Consider the production of wealth through shareholder wealth against maximizing profits. It is critical for an organization to determine whether to pursue short-term profits via profit maximization or long-term gains through wealth maximization (Sammaknejad et al., 2019). Profitability is connected with a high level of risk. Consider business ‘A’ to be a volatile firm with a hazardous approach that loses and earns money in the near term, and company ‘B’ to be a reliable corporation with a more uncomplicated technique that is centered on long-term gains. If both firms earned precisely the exact profits over a particular length of time and were valued on the Stock Exchange, the steady company would be priced higher because its shares would be in more demand than the unpredictable company providing value for owners. As a result, risk-taking mindsets are also required while producing value. (week 2)

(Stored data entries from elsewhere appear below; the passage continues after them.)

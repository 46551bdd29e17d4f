//! Query/mutation façade over the admin API.
//!
//! The CLI talks to this layer only. Queries consult the resource cache
//! and hit the transport on a miss; mutations always hit the transport and
//! invalidate the tags they touch, so the next read refetches. Nothing is
//! updated optimistically and nothing retries automatically.

#[cfg(test)]
mod tests;

use std::sync::Arc;

use tokio::sync::Mutex;

use crate::api::auth::TokenStore;
use crate::api::client::{ApiRequest, Transport};
use crate::api::error::ApiError;
use crate::api::types::{
    unwrap_data, Booking, LoginData, LoginRequest, Room, RoomPayload, UploadCredential,
};
use crate::cache::{CachedValue, ResourceCache, ResourceKind, ResourceTag};

/// The single entry point for reads and writes against the API.
///
/// Owns the resource cache (sole writer) and integrates the token store:
/// a successful login deposits the issued token, exactly like the web
/// dashboard's login flow priming its auth state and cookie.
pub struct ResourceStore<T: Transport> {
    transport: T,
    tokens: Arc<TokenStore>,
    cache: Mutex<ResourceCache>,
}

impl<T: Transport> ResourceStore<T> {
    pub fn new(transport: T, tokens: Arc<TokenStore>) -> Self {
        Self {
            transport,
            tokens,
            cache: Mutex::new(ResourceCache::new()),
        }
    }

    // ── Queries ───────────────────────────────────────────────────────────

    /// All rooms. Cached under {Room, LIST} and tagged with each room id,
    /// so any room mutation stalls the list.
    pub async fn rooms(&self) -> Result<Vec<Room>, ApiError> {
        let key = ResourceTag::list(ResourceKind::Room);
        if let Some(CachedValue::Rooms(rooms)) = self.cache.lock().await.lookup(&key) {
            log::debug!("Cache hit: room list");
            return Ok(rooms.clone());
        }

        self.cache.lock().await.mark_loading(key);
        let fetched = self
            .transport
            .execute(ApiRequest::Get {
                path: "/admin/rooms".to_string(),
            })
            .await
            .and_then(unwrap_data::<Vec<Room>>);

        match fetched {
            Ok(rooms) => {
                let mut tags = vec![key];
                tags.extend(
                    rooms
                        .iter()
                        .map(|r| ResourceTag::id(ResourceKind::Room, r.id)),
                );
                self.cache
                    .lock()
                    .await
                    .populate(key, CachedValue::Rooms(rooms.clone()), tags);
                Ok(rooms)
            }
            Err(e) => {
                self.cache.lock().await.mark_error(key, e.to_string());
                Err(e)
            }
        }
    }

    /// A single room by id. Cached under {Room, id}.
    pub async fn room(&self, id: u64) -> Result<Room, ApiError> {
        let key = ResourceTag::id(ResourceKind::Room, id);
        if let Some(CachedValue::Room(room)) = self.cache.lock().await.lookup(&key) {
            log::debug!("Cache hit: room {}", id);
            return Ok((**room).clone());
        }

        self.cache.lock().await.mark_loading(key);
        let fetched = self
            .transport
            .execute(ApiRequest::Get {
                path: format!("/admin/rooms/{}", id),
            })
            .await
            .and_then(unwrap_data::<Room>);

        match fetched {
            Ok(room) => {
                self.cache.lock().await.populate(
                    key,
                    CachedValue::Room(Box::new(room.clone())),
                    vec![key],
                );
                Ok(room)
            }
            Err(e) => {
                self.cache.lock().await.mark_error(key, e.to_string());
                Err(e)
            }
        }
    }

    /// All bookings. Read-only on the admin surface.
    pub async fn bookings(&self) -> Result<Vec<Booking>, ApiError> {
        let key = ResourceTag::list(ResourceKind::Booking);
        if let Some(CachedValue::Bookings(bookings)) = self.cache.lock().await.lookup(&key) {
            log::debug!("Cache hit: booking list");
            return Ok(bookings.clone());
        }

        self.cache.lock().await.mark_loading(key);
        let fetched = self
            .transport
            .execute(ApiRequest::Get {
                path: "/admin/bookings".to_string(),
            })
            .await
            .and_then(unwrap_data::<Vec<Booking>>);

        match fetched {
            Ok(bookings) => {
                let mut tags = vec![key];
                tags.extend(
                    bookings
                        .iter()
                        .map(|b| ResourceTag::id(ResourceKind::Booking, b.id)),
                );
                self.cache
                    .lock()
                    .await
                    .populate(key, CachedValue::Bookings(bookings.clone()), tags);
                Ok(bookings)
            }
            Err(e) => {
                self.cache.lock().await.mark_error(key, e.to_string());
                Err(e)
            }
        }
    }

    /// Fresh signed upload credential. Deliberately bypasses the cache:
    /// the signature is only valid near its timestamp.
    pub async fn upload_signature(&self) -> Result<UploadCredential, ApiError> {
        self.transport
            .execute(ApiRequest::Get {
                path: "/admin/uploads/signature".to_string(),
            })
            .await
            .and_then(unwrap_data::<UploadCredential>)
    }

    // ── Mutations ─────────────────────────────────────────────────────────

    /// Authenticate and deposit the issued token in the token store.
    pub async fn login(&self, email: &str, password: &str) -> Result<String, ApiError> {
        let body = serde_json::to_value(LoginRequest {
            email: email.to_string(),
            password: password.to_string(),
        })
        .map_err(|e| ApiError::Decode(e.to_string()))?;

        let data: LoginData = self
            .transport
            .execute(ApiRequest::PostJson {
                path: "/admin/auth/login".to_string(),
                body,
            })
            .await
            .and_then(unwrap_data)?;

        self.tokens
            .set_token(data.token.clone())
            .await
            .map_err(|e| ApiError::Transport(e.to_string()))?;
        log::info!("Logged in as {}", email);
        Ok(data.token)
    }

    /// End the session: clear the token (memory and vault) and drop all
    /// cached entries.
    pub async fn logout(&self) -> Result<(), ApiError> {
        self.tokens
            .clear_token()
            .await
            .map_err(|e| ApiError::Transport(e.to_string()))?;
        self.cache.lock().await.clear();
        log::info!("Logged out");
        Ok(())
    }

    /// Create a room. Invalidates {Room, LIST}.
    pub async fn create_room(&self, payload: &RoomPayload) -> Result<Room, ApiError> {
        let body =
            serde_json::to_value(payload).map_err(|e| ApiError::Decode(e.to_string()))?;
        let room: Room = self
            .transport
            .execute(ApiRequest::PostJson {
                path: "/admin/rooms".to_string(),
                body,
            })
            .await
            .and_then(unwrap_data)?;

        self.invalidate(&[ResourceTag::list(ResourceKind::Room)])
            .await;
        Ok(room)
    }

    /// Update a room (multipart PUT). Invalidates {Room, id} and
    /// {Room, LIST}.
    pub async fn update_room(&self, id: u64, payload: &RoomPayload) -> Result<Room, ApiError> {
        let room: Room = self
            .transport
            .execute(ApiRequest::PutMultipart {
                path: format!("/admin/rooms/{}", id),
                fields: payload.multipart_fields(),
            })
            .await
            .and_then(unwrap_data)?;

        self.invalidate(&[
            ResourceTag::id(ResourceKind::Room, id),
            ResourceTag::list(ResourceKind::Room),
        ])
        .await;
        Ok(room)
    }

    /// Delete a room. Invalidates {Room, id} and {Room, LIST}.
    pub async fn delete_room(&self, id: u64) -> Result<(), ApiError> {
        self.transport
            .execute(ApiRequest::Delete {
                path: format!("/admin/rooms/{}", id),
            })
            .await?;

        self.invalidate(&[
            ResourceTag::id(ResourceKind::Room, id),
            ResourceTag::list(ResourceKind::Room),
        ])
        .await;
        Ok(())
    }

    async fn invalidate(&self, touched: &[ResourceTag]) {
        let count = self.cache.lock().await.invalidate(touched);
        log::debug!("Invalidated {} cache entries", count);
    }
}
//! Application state and configuration for the admin CLI.
//!
//! Wires the token store, HTTP transport, resource store and upload
//! coordinator together. Everything is constructed here from the
//! environment; no ambient singletons, so tests build their own instances
//! with mock transports.

use std::path::PathBuf;
use std::sync::Arc;

use crate::api::auth::TokenStore;
use crate::api::client::HttpTransport;
use crate::store::ResourceStore;
use crate::upload::{CloudinaryHost, UploadCoordinator};

/// Folder at the image host that room images are stored under.
pub const UPLOAD_FOLDER: &str = "guesthouse-rooms";

/// Image host credentials, present only when configured.
#[derive(Debug, Clone)]
pub struct ImageHostConfig {
    pub cloud_name: String,
    pub api_key: String,
}

/// Runtime configuration resolved from environment variables.
#[derive(Debug, Clone)]
pub struct Config {
    pub api_base_url: String,
    pub image_host: Option<ImageHostConfig>,
    pub vault_path: PathBuf,
}

impl Config {
    /// Resolve configuration from the environment.
    ///
    /// `GUESTHOUSE_API_URL` falls back to a localhost default. The image
    /// host is optional: without `CLOUDINARY_CLOUD_NAME` and
    /// `CLOUDINARY_API_KEY`, image flags on room commands are rejected.
    pub fn from_env() -> Self {
        let api_base_url = std::env::var("GUESTHOUSE_API_URL")
            .unwrap_or_else(|_| "http://localhost:3000".to_string());

        let image_host = match (
            std::env::var("CLOUDINARY_CLOUD_NAME"),
            std::env::var("CLOUDINARY_API_KEY"),
        ) {
            (Ok(cloud_name), Ok(api_key)) => Some(ImageHostConfig {
                cloud_name,
                api_key,
            }),
            _ => None,
        };

        let vault_path = std::env::var("GUESTHOUSE_TOKEN_FILE")
            .map(PathBuf::from)
            .unwrap_or_else(|_| TokenStore::default_vault_path());

        Self {
            api_base_url,
            image_host,
            vault_path,
        }
    }
}

/// Shared state for CLI command handlers.
pub struct AppState {
    /// Session token, memory plus vault.
    pub tokens: Arc<TokenStore>,

    /// Query/mutation façade over the live API.
    pub store: ResourceStore<HttpTransport>,

    /// Upload coordinator, present when the image host is configured.
    pub uploads: Option<UploadCoordinator<CloudinaryHost>>,
}

impl AppState {
    /// Build the full stack from resolved configuration.
    pub fn new(config: &Config) -> Self {
        let tokens = Arc::new(TokenStore::new(config.vault_path.clone()));
        let transport = HttpTransport::new(&config.api_base_url, Arc::clone(&tokens));
        let store = ResourceStore::new(transport, Arc::clone(&tokens));

        let uploads = config.image_host.as_ref().map(|host| {
            UploadCoordinator::new(CloudinaryHost::new(
                host.cloud_name.clone(),
                host.api_key.clone(),
                UPLOAD_FOLDER.to_string(),
            ))
        });

        Self {
            tokens,
            store,
            uploads,
        }
    }
}
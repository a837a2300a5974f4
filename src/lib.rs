//! Offline weather dashboard for the terminal.
//!
//! Library surface exists for the binary in `main.rs` and the integration
//! tests; nothing here is meant as a stable public API.

pub mod app;
pub mod cli;
pub mod clock;
pub mod directory;
pub mod geo;
pub mod ui;
pub mod weather;
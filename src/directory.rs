//! Static city-to-weather directory.
//!
//! The dataset ships embedded in the binary and is deserialized once at
//! first access. There is no live provider behind it; a missed lookup is a
//! normal outcome, not an error.

use std::collections::HashMap;
use std::sync::LazyLock;

use crate::weather::WeatherRecord;

const CITIES_JSON: &str = include_str!("../data/cities.json");

/// Key of the record shown before any user action.
pub const DEFAULT_CITY: &str = "san francisco";

static DIRECTORY: LazyLock<HashMap<String, WeatherRecord>> =
    LazyLock::new(|| serde_json::from_str(CITIES_JSON).expect("embedded city dataset is valid"));

/// Normalize a raw city name into a directory key.
pub fn normalize(raw: &str) -> String {
    raw.trim().to_lowercase()
}

/// Exact-match lookup by normalized city name.
///
/// No fuzzy or partial matching; `None` simply means the city is not in the
/// directory.
pub fn lookup(raw: &str) -> Option<&'static WeatherRecord> {
    DIRECTORY.get(&normalize(raw))
}

/// The record selected at startup.
pub fn default_record() -> &'static WeatherRecord {
    &DIRECTORY[DEFAULT_CITY]
}

#[cfg(test)]
mod tests {
    use super::*;

    #[test]
    fn ships_exactly_three_cities() {
        assert_eq!(DIRECTORY.len(), 3);
        for key in ["san francisco", "new york", "london"] {
            assert!(lookup(key).is_some(), "missing entry for {key}");
        }
    }

    #[test]
    fn lookup_normalizes_case_and_whitespace() {
        let canonical = lookup("new york").unwrap();
        assert_eq!(lookup(" New York ").unwrap(), canonical);
        assert_eq!(lookup("NEW YORK").unwrap(), canonical);
    }

    #[test]
    fn lookup_is_exact_after_normalization() {
        assert!(lookup("new").is_none());
        assert!(lookup("york").is_none());
        assert!(lookup("").is_none());
    }

    #[test]
    fn default_record_is_san_francisco() {
        assert_eq!(default_record().location, "San Francisco, CA");
    }

    #[test]
    fn forecasts_hold_five_ordered_days_starting_today() {
        let record = default_record();
        assert_eq!(record.forecast.len(), 5);
        assert_eq!(record.forecast[0].day, "Today");
        assert_eq!(record.forecast[1].day, "Tomorrow");
        for day in &record.forecast {
            assert!(day.low <= day.high, "{}: low above high", day.day);
        }
    }
}
use anyhow::{bail, Result};
use clap::Parser;
use crossterm::{
    event::{DisableMouseCapture, EnableMouseCapture},
    execute,
    terminal::{disable_raw_mode, enable_raw_mode, EnterAlternateScreen, LeaveAlternateScreen},
};
use ratatui::{backend::CrosstermBackend, Terminal};
use std::io;

use wxdash::app::run_app;
use wxdash::cli::Args;
use wxdash::directory;

#[tokio::main]
async fn main() -> Result<()> {
    let args = Args::parse();

    // Resolve the starting city before touching the terminal so a bad
    // argument fails with a plain message instead of a mangled screen.
    let initial = match &args.city {
        Some(city) => match directory::lookup(city) {
            Some(record) => Some(record.clone()),
            None => bail!(
                "no weather data for \"{city}\"; \
                 try \"San Francisco\", \"New York\", or \"London\""
            ),
        },
        None => None,
    };

    // setup terminal
    enable_raw_mode()?;
    let mut stdout = io::stdout();
    execute!(stdout, EnterAlternateScreen, EnableMouseCapture)?;
    let backend = CrosstermBackend::new(stdout);
    let mut terminal = Terminal::new(backend)?;

    // run the dashboard
    let res = run_app(&mut terminal, initial).await;

    // restore terminal
    disable_raw_mode()?;
    execute!(
        terminal.backend_mut(),
        LeaveAlternateScreen,
        DisableMouseCapture
    )?;
    terminal.show_cursor()?;

    res?;
    Ok(())
}
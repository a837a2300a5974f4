//! Wall-clock presentation.
//!
//! The run loop owns the one-second tick and stamps the current time into
//! the app state; everything else goes through these two formatters.

use chrono::{DateTime, Local};

/// 12-hour clock with seconds and an AM/PM marker, e.g. "2:45:09 PM".
pub fn format_clock_time(t: &DateTime<Local>) -> String {
    t.format("%-I:%M:%S %p").to_string()
}

/// Long-form date, e.g. "Tuesday, January 7, 2025".
pub fn format_calendar_date(t: &DateTime<Local>) -> String {
    t.format("%A, %B %-d, %Y").to_string()
}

Thus, value creation is typically achieved by making a series of informed business decisions based on sound business intelligence. Mergers and acquisitions, in my opinion, can play a central role for large companies. However, the driving force behind value creation is the development of new directions and revolutionary solutions and approaches. After studying, I concluded that the more successful a company improves its financial well-being, the more opportunities it provides to empower local communities and positively impact the environment. (week 2)

References

Ali, M. A., Kalim, U., Raza, H., Ali, H. A., Rehman, M., & Ullah, M. I. (2017). The Relationship Between ROA, ROE, ROCE, and EPS Ratios with Break-up Values of Shares of Karachi-Pakistan Fuel and Energy Listed Companies. Journal of Finance and Accounting, 5(3), 115-122. Web.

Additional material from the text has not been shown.